Looking at the map, about 20%. It would be very interesting to hear the reaction of the SNP to that demand from the Shetlands.
If the Scots do vote to separate then they will have to decide on a currency. Sterling, while genuinely independent, is not an option: it cannot be because of the role of the lender of last resort. The UK Government has ruled this out. Scotland could set up a new currency. But this would cause a flight of both capital and financial institutions that would hole the new currency below the waterline before it had floated off the dock.
An RBS source confirmed that it has followed Lloyds in drawing up a similar plan to relocate to England.
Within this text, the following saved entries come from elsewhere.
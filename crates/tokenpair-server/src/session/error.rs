//! Failure kinds of the session protocol.

use tokenpair_core::db::DatabaseError;

#[derive(Debug, thiserror::Error)]
pub enum AuthError {
    #[error("Identity is not a valid GUID")]
    InvalidIdentity,

    #[error("Identity not found")]
    IdentityNotFound,

    #[error("Invalid access token")]
    InvalidAccessToken,

    #[error("Invalid refresh token")]
    InvalidRefreshToken,

    /// The session was revoked as a side effect.
    #[error("User agent does not match the session")]
    WrongUserAgent,

    #[error("Session id already in use")]
    NotUnique,

    #[error("Failed to generate token material")]
    TokenGenerationFailed,

    #[error("Storage error: {0}")]
    Storage(#[from] DatabaseError),
}
//! Access token signing and validation.

use std::collections::HashSet;

use jsonwebtoken::{Algorithm, DecodingKey, EncodingKey, Header, Validation};

use super::claims::AccessClaims;

/// Signs and verifies HS512 access tokens with a shared secret.
#[derive(Clone)]
pub struct TokenCodec {
    encoding_key: EncodingKey,
    decoding_key: DecodingKey,
    validation: Validation,
}

impl TokenCodec {
    /// Create a new `TokenCodec` with the given secret.
    pub fn new(secret: &[u8]) -> Self {
        // Any HMAC variant is accepted on the way in; `none` and asymmetric
        // algorithms are not.
        let mut validation = Validation::new(Algorithm::HS512);
        validation.algorithms = vec![Algorithm::HS256, Algorithm::HS384, Algorithm::HS512];
        validation.validate_exp = false;
        validation.required_spec_claims = HashSet::from(["sub".to_string()]);

        Self {
            encoding_key: EncodingKey::from_secret(secret),
            decoding_key: DecodingKey::from_secret(secret),
            validation,
        }
    }

    /// Issue an access token naming `owner_guid` and `session_id`.
    pub fn issue_access_token(
        &self,
        owner_guid: &str,
        session_id: &str,
    ) -> Result<String, jsonwebtoken::errors::Error> {
        let claims = AccessClaims {
            sub: owner_guid.to_string(),
            jti: session_id.to_string(),
        };

        jsonwebtoken::encode(&Header::new(Algorithm::HS512), &claims, &self.encoding_key)
    }

    /// Verify a token's signature and algorithm and return its claims.
    ///
    /// Missing or non-string `sub`/`jti` fail deserialization.
    pub fn parse_access_token(
        &self,
        token: &str,
    ) -> Result<AccessClaims, jsonwebtoken::errors::Error> {
        let data = jsonwebtoken::decode::<AccessClaims>(token, &self.decoding_key, &self.validation)?;
        Ok(data.claims)
    }
}
//! tokenpair server
//!
//! HTTP service issuing and rotating access/refresh token pairs.

use std::net::SocketAddr;
use std::path::PathBuf;
use std::sync::Arc;
use std::time::Duration;

use anyhow::Context;
use clap::{Parser, Subcommand};
use tracing::{info, warn};

use tokenpair_core::config::{self, Config};
use tokenpair_core::db::PoolSettings;
use tokenpair_core::tracing_init::{DEFAULT_FILTER, init_tracing};

use tokenpair_server::auth::{SecretHasher, TokenCodec};
use tokenpair_server::notifications::WebhookNotifier;
use tokenpair_server::server::{AppState, ProxyPolicy, build_router};
use tokenpair_server::session::SessionService;
use tokenpair_server::storage::{AuthDatabase, DatabaseError};

#[derive(Parser, Debug)]
#[command(name = "tokenpair-server")]
#[command(
    version,
    about = "tokenpair server - access/refresh token issuance and rotation"
)]
struct Args {
    /// Path to a JSON config file.
    #[arg(long, global = true, env = "TOKENPAIR_CONFIG")]
    config: Option<PathBuf>,

    /// Path to SQLite database file.
    #[arg(long, global = true)]
    db_path: Option<PathBuf>,

    /// Output logs as JSON (for structured log aggregation).
    #[arg(long, global = true)]
    log_json: bool,

    #[command(subcommand)]
    command: Option<Command>,
}

#[derive(Subcommand, Debug)]
enum Command {
    /// Run the HTTP server (default).
    Serve(ServeArgs),

    /// Register a user GUID so tokens can be issued for it.
    AddUser {
        #[arg(long)]
        guid: String,
    },
}

#[derive(clap::Args, Debug, Default)]
struct ServeArgs {
    /// Address to listen on.
    #[arg(long)]
    addr: Option<String>,

    /// HMAC secret for signing access tokens.
    #[arg(long)]
    signing_secret: Option<String>,

    /// URL receiving address-change notifications. Empty disables them.
    #[arg(long)]
    webhook_url: Option<String>,

    /// Bind sessions to the first `X-Forwarded-For` hop (behind a proxy only).
    #[arg(long)]
    trust_forwarded_for: bool,
}

#[tokio::main]
async fn main() -> anyhow::Result<()> {
    let args = Args::parse();
    init_tracing(DEFAULT_FILTER, args.log_json)?;

    let mut config = config::load_config(args.config.as_deref())?;
    if let Some(path) = args.db_path {
        config.storage.database_path = Some(path);
    }

    match args.command {
        Some(Command::AddUser { guid }) => add_user(&config, &guid).await,
        Some(Command::Serve(serve_args)) => serve(config, serve_args).await,
        None => serve(config, ServeArgs::default()).await,
    }
}

async fn open_database(config: &Config) -> anyhow::Result<AuthDatabase> {
    let path = match &config.storage.database_path {
        Some(path) => path.clone(),
        None => config::database_path().context("Cannot determine data directory")?,
    };
    info!(path = %path.display(), "Opening auth database");

    let settings = PoolSettings {
        busy_timeout: Duration::from_secs(config.storage.busy_timeout_secs),
        ..PoolSettings::default()
    };
    Ok(AuthDatabase::open(&path, settings).await?)
}

async fn add_user(config: &Config, guid: &str) -> anyhow::Result<()> {
    uuid::Uuid::parse_str(guid).with_context(|| format!("Not a valid GUID: {guid}"))?;

    let db = open_database(config).await?;
    match db.create_user(guid).await {
        Ok(user) => {
            info!(guid = %user.guid, "User added");
            Ok(())
        }
        Err(DatabaseError::Conflict(_)) => {
            warn!(guid, "User already exists");
            Ok(())
        }
        Err(e) => Err(e.into()),
    }
}

async fn serve(mut config: Config, args: ServeArgs) -> anyhow::Result<()> {
    if let Some(addr) = args.addr {
        config.server.addr = addr;
    }
    if let Some(secret) = args.signing_secret {
        config.auth.signing_secret = secret;
    }
    if let Some(url) = args.webhook_url {
        config.webhook.url = (!url.is_empty()).then_some(url);
    }
    if args.trust_forwarded_for {
        config.server.trust_forwarded_for = true;
    }

    let addr: SocketAddr = config
        .server
        .addr
        .parse()
        .with_context(|| format!("Invalid listen address {}", config.server.addr))?;

    info!(
        version = env!("CARGO_PKG_VERSION"),
        addr = %addr,
        "Starting tokenpair-server"
    );

    if config.auth.uses_default_secret() {
        warn!("Using the built-in signing secret; set TOKENPAIR_SIGNING_SECRET in production");
    }

    let db = open_database(&config).await?;
    let codec = TokenCodec::new(config.auth.signing_secret.as_bytes());
    let hasher = SecretHasher::with_cost(
        config.auth.hash_memory_kib,
        config.auth.hash_iterations,
        config.auth.hash_parallelism,
    )
    .map_err(|e| anyhow::anyhow!("Invalid argon2 parameters: {e}"))?;

    let notifier = match &config.webhook.url {
        Some(url) => {
            info!(url = %url, "Address-change webhook enabled");
            Some(WebhookNotifier::new(
                url.clone(),
                Duration::from_secs(config.webhook.timeout_secs),
            )?)
        }
        None => {
            info!("Address-change webhook disabled");
            None
        }
    };

    let sessions = Arc::new(SessionService::new(db, codec, hasher, notifier));
    let proxy = ProxyPolicy {
        trust_forwarded_for: config.server.trust_forwarded_for,
    };
    if proxy.trust_forwarded_for {
        info!("Client addresses taken from X-Forwarded-For");
    }
    let app = build_router(AppState { sessions, proxy });

    let listener = tokio::net::TcpListener::bind(addr)
        .await
        .with_context(|| format!("Failed to bind {addr}"))?;
    info!(addr = %addr, "Listening");

    axum::serve(
        listener,
        app.into_make_service_with_connect_info::<SocketAddr>(),
    )
    .with_graceful_shutdown(shutdown_signal())
    .await?;

    info!("Server stopped");
    Ok(())
}

async fn shutdown_signal() {
    if let Err(e) = tokio::signal::ctrl_c().await {
        warn!(error = %e, "Failed to listen for shutdown signal");
        std::future::pending::<()>().await;
    }
    info!("Shutdown signal received");
}
//! Request extractors for client binding data and bearer credentials.

use std::convert::Infallible;
use std::net::SocketAddr;

use axum::Json;
use axum::extract::{ConnectInfo, FromRef, FromRequest, FromRequestParts, Request};
use axum::http::HeaderMap;
use axum::http::request::Parts;
use serde::de::DeserializeOwned;

use super::error::ApiError;

/// Placeholder address when neither a proxy header nor the socket peer is known.
pub const UNKNOWN_ADDR: &str = "unknown";

/// Which request data may be used to identify the client address.
#[derive(Debug, Clone, Copy, Default, PartialEq, Eq)]
pub struct ProxyPolicy {
    /// Honour `X-Forwarded-For`. Off unless a proxy rewrites the header.
    pub trust_forwarded_for: bool,
}

/// Network address and user agent a session gets bound to.
#[derive(Debug, Clone, PartialEq, Eq)]
pub struct ClientMeta {
    pub ip: String,
    pub user_agent: String,
}

fn header_str<'a>(headers: &'a HeaderMap, name: &str) -> Option<&'a str> {
    headers.get(name).and_then(|v| v.to_str().ok())
}

/// First hop of `X-Forwarded-For`, if present and non-empty.
fn forwarded_for(headers: &HeaderMap) -> Option<String> {
    header_str(headers, "x-forwarded-for")
        .and_then(|v| v.split(',').next())
        .map(str::trim)
        .filter(|ip| !ip.is_empty())
        .map(str::to_string)
}

impl<S> FromRequestParts<S> for ClientMeta
where
    ProxyPolicy: FromRef<S>,
    S: Send + Sync,
{
    type Rejection = Infallible;

    async fn from_request_parts(parts: &mut Parts, state: &S) -> Result<Self, Self::Rejection> {
        let policy = ProxyPolicy::from_ref(state);
        let ip = policy
            .trust_forwarded_for
            .then(|| forwarded_for(&parts.headers))
            .flatten()
            .or_else(|| {
                parts
                    .extensions
                    .get::<ConnectInfo<SocketAddr>>()
                    .map(|ConnectInfo(addr)| addr.ip().to_string())
            })
            .unwrap_or_else(|| UNKNOWN_ADDR.to_string());

        let user_agent = header_str(&parts.headers, "user-agent")
            .unwrap_or_default()
            .to_string();

        Ok(Self { ip, user_agent })
    }
}

/// Token from an `Authorization: Bearer <token>` header.
#[derive(Debug, Clone)]
pub struct BearerToken(pub String);

impl<S: Send + Sync> FromRequestParts<S> for BearerToken {
    type Rejection = ApiError;

    async fn from_request_parts(parts: &mut Parts, _state: &S) -> Result<Self, Self::Rejection> {
        header_str(&parts.headers, "authorization")
            .and_then(|v| v.strip_prefix("Bearer "))
            .map(str::trim)
            .filter(|token| !token.is_empty())
            .map(|token| Self(token.to_string()))
            .ok_or(ApiError::MissingBearer)
    }
}

/// `Json` whose rejections render as [`ApiError::InvalidBody`].
#[derive(Debug, Clone)]
pub struct JsonBody<T>(pub T);

impl<S, T> FromRequest<S> for JsonBody<T>
where
    T: DeserializeOwned,
    S: Send + Sync,
{
    type Rejection = ApiError;

    async fn from_request(req: Request, state: &S) -> Result<Self, Self::Rejection> {
        let Json(value) = Json::<T>::from_request(req, state).await?;
        Ok(Self(value))
    }
}
//! Configuration resolution for tokenpair.
//!
//! Implements hierarchical config resolution:
//! 1. Built-in defaults
//! 2. Global config (`~/.config/tokenpair/settings.json`)
//! 3. Explicit config file (`--config`)
//! 4. Environment variables
//! 5. CLI arguments (applied by the binary, highest priority)

use serde::{Deserialize, Serialize};
use serde_json::Value;
use std::path::{Path, PathBuf};

use crate::error::{Error, Result};

/// Signing secret used when nothing else is configured. Only suitable for
/// local development.
pub const DEFAULT_SIGNING_SECRET: &str = "secrets";

/// Complete tokenpair configuration.
#[derive(Debug, Clone, Serialize, Deserialize, Default)]
pub struct Config {
    #[serde(default)]
    pub server: ServerConfig,
    #[serde(default)]
    pub auth: AuthConfig,
    #[serde(default)]
    pub webhook: WebhookConfig,
    #[serde(default)]
    pub storage: StorageConfig,
}

/// HTTP listener configuration.
#[derive(Debug, Clone, Serialize, Deserialize)]
#[serde(default)]
pub struct ServerConfig {
    pub addr: String,
    /// Take the client address from `X-Forwarded-For`. Only safe behind a
    /// proxy that overwrites the header.
    pub trust_forwarded_for: bool,
}

impl Default for ServerConfig {
    fn default() -> Self {
        Self {
            addr: "0.0.0.0:8080".to_string(),
            trust_forwarded_for: false,
        }
    }
}

/// Token signing and refresh-secret hashing.
#[derive(Clone, Serialize, Deserialize)]
#[serde(default)]
pub struct AuthConfig {
    /// HMAC key for access tokens.
    pub signing_secret: String,
    /// argon2 memory cost in KiB.
    pub hash_memory_kib: u32,
    /// argon2 iteration count.
    pub hash_iterations: u32,
    /// argon2 lanes.
    pub hash_parallelism: u32,
}

impl AuthConfig {
    pub fn uses_default_secret(&self) -> bool {
        self.signing_secret == DEFAULT_SIGNING_SECRET
    }
}

impl Default for AuthConfig {
    fn default() -> Self {
        Self {
            signing_secret: DEFAULT_SIGNING_SECRET.to_string(),
            // argon2id defaults recommended by OWASP (19 MiB, t=2, p=1)
            hash_memory_kib: 19 * 1024,
            hash_iterations: 2,
            hash_parallelism: 1,
        }
    }
}

// Hand-written so the signing secret never reaches logs.
impl std::fmt::Debug for AuthConfig {
    fn fmt(&self, f: &mut std::fmt::Formatter<'_>) -> std::fmt::Result {
        f.debug_struct("AuthConfig")
            .field("signing_secret", &"<redacted>")
            .field("hash_memory_kib", &self.hash_memory_kib)
            .field("hash_iterations", &self.hash_iterations)
            .field("hash_parallelism", &self.hash_parallelism)
            .finish()
    }
}

/// Address-change webhook.
#[derive(Debug, Clone, Serialize, Deserialize)]
#[serde(default)]
pub struct WebhookConfig {
    /// Endpoint receiving address-change events. `None` disables delivery.
    pub url: Option<String>,
    /// Per-request timeout in seconds.
    pub timeout_secs: u64,
}

impl Default for WebhookConfig {
    fn default() -> Self {
        Self {
            url: Some("http://localhost:9090/webhook".to_string()),
            timeout_secs: 5,
        }
    }
}

/// Session store location and limits.
#[derive(Debug, Clone, Serialize, Deserialize)]
#[serde(default)]
pub struct StorageConfig {
    /// `SQLite` database file. `None` resolves to [`database_path`].
    pub database_path: Option<PathBuf>,
    /// `SQLite` busy timeout in seconds.
    pub busy_timeout_secs: u64,
}

impl Default for StorageConfig {
    fn default() -> Self {
        Self {
            database_path: None,
            busy_timeout_secs: 5,
        }
    }
}

/// Load configuration with hierarchical resolution.
pub fn load_config(explicit: Option<&Path>) -> Result<Config> {
    let mut layers = Vec::new();

    if let Some(global_path) = global_config_path() {
        if global_path.exists() {
            layers.push(global_path);
        }
    }

    if let Some(path) = explicit {
        // An explicitly requested file must exist.
        layers.push(path.to_path_buf());
    }

    let mut config = layer_config_files(&layers)?;
    apply_env_overrides(&mut config, |key| std::env::var(key).ok())?;

    Ok(config)
}

/// Get the global config file path.
pub fn global_config_path() -> Option<PathBuf> {
    config_dir().map(|p| p.join("tokenpair").join("settings.json"))
}

/// Default location of the session database.
pub fn database_path() -> Option<PathBuf> {
    dirs::data_dir().map(|p| p.join("tokenpair").join("auth.db"))
}

#[cfg(target_os = "linux")]
fn config_dir() -> Option<PathBuf> {
    std::env::var("XDG_CONFIG_HOME")
        .ok()
        .map(PathBuf::from)
        .or_else(|| std::env::var("HOME").ok().map(|h| PathBuf::from(h).join(".config")))
}

#[cfg(not(target_os = "linux"))]
fn config_dir() -> Option<PathBuf> {
    dirs::config_dir()
}

/// Overlay each file on the defaults in order. Later files only replace
/// the keys they actually contain.
fn layer_config_files(paths: &[PathBuf]) -> Result<Config> {
    let mut merged = serde_json::to_value(Config::default())?;
    for path in paths {
        merge_config(&mut merged, load_config_file(path)?);
    }
    Ok(serde_json::from_value(merged)?)
}

fn load_config_file(path: &Path) -> Result<Value> {
    let content = std::fs::read_to_string(path).map_err(|e| {
        Error::Config(format!("Failed to read config file {}: {}", path.display(), e))
    })?;
    let value: Value = serde_json::from_str(&content).map_err(|e| {
        Error::Config(format!("Failed to parse config file {}: {}", path.display(), e))
    })?;

    // Reject wrongly typed fields here, while the file name is still known.
    Config::deserialize(&value).map_err(|e| {
        Error::Config(format!("Invalid config file {}: {}", path.display(), e))
    })?;
    Ok(value)
}

/// Deep-merge `overlay` into `base`. Objects merge key by key; any other
/// value, `null` included, replaces what was there.
fn merge_config(base: &mut Value, overlay: Value) {
    match (base, overlay) {
        (Value::Object(base), Value::Object(overlay)) => {
            for (key, value) in overlay {
                match base.get_mut(&key) {
                    Some(slot) => merge_config(slot, value),
                    None => {
                        base.insert(key, value);
                    }
                }
            }
        }
        (slot, value) => *slot = value,
    }
}

/// Apply `TOKENPAIR_*` variables. `lookup` is injected so tests do not touch
/// the process environment.
fn apply_env_overrides(
    config: &mut Config,
    lookup: impl Fn(&str) -> Option<String>,
) -> Result<()> {
    if let Some(val) = lookup("TOKENPAIR_ADDR") {
        config.server.addr = val;
    }
    if let Some(val) = lookup("TOKENPAIR_TRUST_FORWARDED_FOR") {
        config.server.trust_forwarded_for = parse_env("TOKENPAIR_TRUST_FORWARDED_FOR", &val)?;
    }
    if let Some(val) = lookup("TOKENPAIR_SIGNING_SECRET") {
        config.auth.signing_secret = val;
    }
    if let Some(val) = lookup("TOKENPAIR_HASH_MEMORY_KIB") {
        config.auth.hash_memory_kib = parse_env("TOKENPAIR_HASH_MEMORY_KIB", &val)?;
    }
    if let Some(val) = lookup("TOKENPAIR_WEBHOOK_URL") {
        // An empty value switches delivery off.
        config.webhook.url = if val.is_empty() { None } else { Some(val) };
    }
    if let Some(val) = lookup("TOKENPAIR_WEBHOOK_TIMEOUT_SECS") {
        config.webhook.timeout_secs = parse_env("TOKENPAIR_WEBHOOK_TIMEOUT_SECS", &val)?;
    }
    if let Some(val) = lookup("TOKENPAIR_DB_PATH") {
        config.storage.database_path = Some(PathBuf::from(val));
    }
    Ok(())
}

fn parse_env<T: std::str::FromStr>(key: &str, value: &str) -> Result<T> {
    value
        .parse()
        .map_err(|_| Error::Config(format!("{key} has an invalid value: {value}")))
}
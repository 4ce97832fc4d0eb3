//! # Supplier Balances
//!
//! Suppliers are linked to purchases and payments by name, not by id —
//! matching is case-insensitive on the trimmed name. Outstanding balance is
//! a read-side aggregate: purchases owed minus payments made.

use crate::money::Money;
use crate::types::{Payment, Purchase};

/// Case-insensitive, whitespace-trimmed name equality.
pub fn names_match(a: &str, b: &str) -> bool {
    a.trim().eq_ignore_ascii_case(b.trim())
}

/// Outstanding balance for one supplier:
/// Σ totalAmount of matching purchases − Σ amount of matching payments.
///
/// Positive means the pharmacy still owes the supplier; negative means an
/// overpayment/advance.
pub fn supplier_outstanding(name: &str, purchases: &[Purchase], payments: &[Payment]) -> Money {
    let owed = purchases
        .iter()
        .filter(|p| names_match(&p.supplier_name, name))
        .fold(Money::zero(), |acc, p| acc + p.total_amount);

    let paid = payments
        .iter()
        .filter(|p| names_match(&p.supplier_name, name))
        .fold(Money::zero(), |acc, p| acc + p.amount);

    owed - paid
}

// =============================================================================
// Unit Tests
// =============================================================================
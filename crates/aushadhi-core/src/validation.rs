//! # Validation Module
//!
//! Input validation for data crossing the UI boundary.
//!
//! The engines validate before computing anything, so a bad cart or
//! purchase draft fails fast — long before a write-set exists. Storage
//! constraints (key uniqueness) are a separate, later line of defense in
//! the entity store.

use crate::error::ValidationError;
use crate::money::Money;
use crate::types::{CartItem, GstRate, PurchaseLineItem};
use crate::{MAX_BILL_ITEMS, MAX_ITEM_QUANTITY};

/// Result type for validation operations.
pub type ValidationResult<T> = Result<T, ValidationError>;

// =============================================================================
// Field Validators
// =============================================================================

/// Validates a quantity value: positive, at most [`MAX_ITEM_QUANTITY`].
pub fn validate_quantity(qty: i64) -> ValidationResult<()> {
    if qty <= 0 {
        return Err(ValidationError::MustBePositive {
            field: "quantity".to_string(),
        });
    }

    if qty > MAX_ITEM_QUANTITY {
        return Err(ValidationError::OutOfRange {
            field: "quantity".to_string(),
            min: 1,
            max: MAX_ITEM_QUANTITY,
        });
    }

    Ok(())
}

/// Validates a price: non-negative (zero is allowed for free samples).
pub fn validate_price(field: &str, price: Money) -> ValidationResult<()> {
    if price.is_negative() {
        return Err(ValidationError::OutOfRange {
            field: field.to_string(),
            min: 0,
            max: i64::MAX,
        });
    }

    Ok(())
}

/// Validates a GST rate: 0% to 100%.
pub fn validate_gst(rate: GstRate) -> ValidationResult<()> {
    if rate.bps() > 10_000 {
        return Err(ValidationError::OutOfRange {
            field: "gst".to_string(),
            min: 0,
            max: 10_000,
        });
    }

    Ok(())
}

/// Validates a required, bounded name-like field. Returns the trimmed value.
pub fn validate_name(field: &str, value: &str) -> ValidationResult<String> {
    let value = value.trim();

    if value.is_empty() {
        return Err(ValidationError::Required {
            field: field.to_string(),
        });
    }

    if value.len() > 200 {
        return Err(ValidationError::TooLong {
            field: field.to_string(),
            max: 200,
        });
    }

    Ok(value.to_string())
}

/// Validates a batch number: required, at most 50 characters.
pub fn validate_batch_number(batch_number: &str) -> ValidationResult<()> {
    let batch_number = batch_number.trim();

    if batch_number.is_empty() {
        return Err(ValidationError::Required {
            field: "batchNumber".to_string(),
        });
    }

    if batch_number.len() > 50 {
        return Err(ValidationError::TooLong {
            field: "batchNumber".to_string(),
            max: 50,
        });
    }

    Ok(())
}

/// Validates a supplier invoice number: required, at most 50 characters.
pub fn validate_invoice_number(invoice_number: &str) -> ValidationResult<()> {
    let invoice_number = invoice_number.trim();

    if invoice_number.is_empty() {
        return Err(ValidationError::Required {
            field: "invoiceNumber".to_string(),
        });
    }

    if invoice_number.len() > 50 {
        return Err(ValidationError::TooLong {
            field: "invoiceNumber".to_string(),
            max: 50,
        });
    }

    Ok(())
}

// =============================================================================
// Collection Validators
// =============================================================================

/// Validates a bill cart before generation or edit.
pub fn validate_cart(items: &[CartItem]) -> ValidationResult<()> {
    if items.is_empty() {
        return Err(ValidationError::Required {
            field: "items".to_string(),
        });
    }

    if items.len() > MAX_BILL_ITEMS {
        return Err(ValidationError::OutOfRange {
            field: "items".to_string(),
            min: 1,
            max: MAX_BILL_ITEMS as i64,
        });
    }

    for item in items {
        validate_quantity(item.quantity)?;
        validate_price("mrp", item.mrp)?;
        validate_gst(item.gst)?;
    }

    Ok(())
}

/// Validates purchase line items before resolution.
///
/// New-product lines must carry the catalogue fields a product document
/// needs; existing-product lines must already reference their product.
pub fn validate_purchase_lines(items: &[PurchaseLineItem]) -> ValidationResult<()> {
    if items.is_empty() {
        return Err(ValidationError::Required {
            field: "items".to_string(),
        });
    }

    for item in items {
        validate_quantity(item.quantity)?;
        validate_price("mrp", item.mrp)?;
        validate_price("purchasePrice", item.purchase_price)?;
        validate_gst(item.gst)?;
        validate_batch_number(&item.batch_number)?;

        if item.is_new_product {
            validate_name("productName", &item.product_name)?;
            validate_name("company", &item.company)?;
        } else if item.product_id.as_deref().map_or(true, str::is_empty) {
            return Err(ValidationError::Required {
                field: "productId".to_string(),
            });
        }
    }

    Ok(())
}

// =============================================================================
// Unit Tests
// =============================================================================
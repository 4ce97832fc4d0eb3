//! Copy-on-touch working view over a product snapshot.
//!
//! Both transaction engines mutate in-memory product copies and only
//! describe the final state as write operations. The snapshot itself is
//! never modified, so a failed operation leaves nothing to undo.

use chrono::{DateTime, Utc};
use std::collections::{BTreeMap, BTreeSet, HashMap};

use crate::error::EngineResult;
use crate::ledger;
use crate::types::Product;
use crate::writeset::{Collection, WriteSet};

/// Result of applying a stock delta through the working set.
#[derive(Debug, Clone, Copy, PartialEq, Eq)]
pub(crate) enum DeltaOutcome {
    Applied,
    MissingProduct,
    MissingBatch,
}

/// Products touched by one transaction: read from the snapshot, copied on
/// first mutation, and finally emitted as create/update operations.
pub(crate) struct ProductSet<'a> {
    snapshot: HashMap<&'a str, &'a Product>,
    touched: BTreeMap<String, Product>,
    created: BTreeSet<String>,
    created_order: Vec<String>,
}

impl<'a> ProductSet<'a> {
    pub fn new(products: &'a [Product]) -> Self {
        ProductSet {
            snapshot: products.iter().map(|p| (p.id.as_str(), p)).collect(),
            touched: BTreeMap::new(),
            created: BTreeSet::new(),
            created_order: Vec::new(),
        }
    }

    /// Current view of a product: the working copy if touched, otherwise the
    /// snapshot entry.
    pub fn get(&self, id: &str) -> Option<&Product> {
        self.touched
            .get(id)
            .or_else(|| self.snapshot.get(id).copied())
    }

    /// Mutable working copy, created from the snapshot on first touch.
    pub fn get_mut(&mut self, id: &str) -> Option<&mut Product> {
        if !self.touched.contains_key(id) {
            let copy = (*self.snapshot.get(id)?).clone();
            self.touched.insert(id.to_string(), copy);
        }
        self.touched.get_mut(id)
    }

    /// Registers a product created by this transaction. Later lookups see it
    /// like any other touched product.
    pub fn insert_created(&mut self, product: Product) {
        let id = product.id.clone();
        self.created.insert(id.clone());
        self.created_order.push(id.clone());
        self.touched.insert(id, product);
    }

    /// Applies a stock delta to one batch, touching the product only when
    /// the batch actually exists.
    pub fn apply_delta(
        &mut self,
        product_id: &str,
        batch_id: &str,
        delta: i64,
        now: DateTime<Utc>,
    ) -> DeltaOutcome {
        let batches = match self.get(product_id) {
            None => return DeltaOutcome::MissingProduct,
            Some(product) => match ledger::apply_delta(&product.batches, batch_id, delta) {
                None => return DeltaOutcome::MissingBatch,
                Some(batches) => batches,
            },
        };

        match self.get_mut(product_id) {
            Some(product) => {
                product.batches = batches;
                product.updated_at = now;
                DeltaOutcome::Applied
            }
            None => DeltaOutcome::MissingProduct,
        }
    }

    /// Every product touched (mutated or created) so far.
    pub fn touched(&self) -> impl Iterator<Item = &Product> {
        self.touched.values()
    }

    /// Floors every touched batch's stock at zero (purchase commit policy).
    pub fn clamp_all(&mut self) {
        for product in self.touched.values_mut() {
            product.batches = ledger::clamp_negative(&product.batches);
        }
    }

    /// Emits the touched products: creates in creation order, then updates.
    pub fn push_ops(&self, write_set: &mut WriteSet) -> EngineResult<()> {
        for id in &self.created_order {
            if let Some(product) = self.touched.get(id) {
                write_set.create(Collection::Products, id, product)?;
            }
        }
        for (id, product) in &self.touched {
            if !self.created.contains(id) {
                write_set.update(Collection::Products, id, product)?;
            }
        }
        Ok(())
    }
}

// =============================================================================
// Unit Tests
// =============================================================================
A Treasury source said: “As you would expect, RBS have also been in touch with us and have similar plans to base themselves in London.”
Last week RBS admitted that a Yes vote was likely to “have a material adverse effect on the group’s business, financial condition, results of operations and prospects”.
The move would give the banks, which both accepted significant help from the Government during the financial crisis, the security of having the Bank of England as a lender of last resort – something Scotland cannot rely on.
Much of Alex Salmond’s warped economic thinking on how an independent Scotland could prosper is based on the notion that enough crude remains locked under the North Sea to make the country a global energy superpower.
However, as we discovered yesterday, when both BP and Royal Dutch Shell lined up behind the influential voice of Sir Ian Wood to expose Mr Salmond’s projections for the North Sea’s resources as little more than a cunning ploy, this is an economic myth designed to deceive the Scottish people into dissolving a 300-year-old union that guarantees their economic security through feast or famine.
Scottish oil and gas revenue will reduce significantly by 2035 according to industry expert Sir Ian Wood.
Sir Ian, who has forecast there are about 15 billion to 16.5 billion barrels of recoverable oil left in the North Sea, warned that the drop in revenue would leave a hole in an independent Scotland's budget.
An independent Scotland would have to more than double its financial reserves at a bare minimum to ensure financial stability, according to forecasts based on other countries that have adopted foreign currencies.
Treasury Committee calculations using figures provided by the Bank of England indicated Scotland could require years of austerity to accumulate the financial safety net it would require if it fails to secure a currency union following a “Yes” vote.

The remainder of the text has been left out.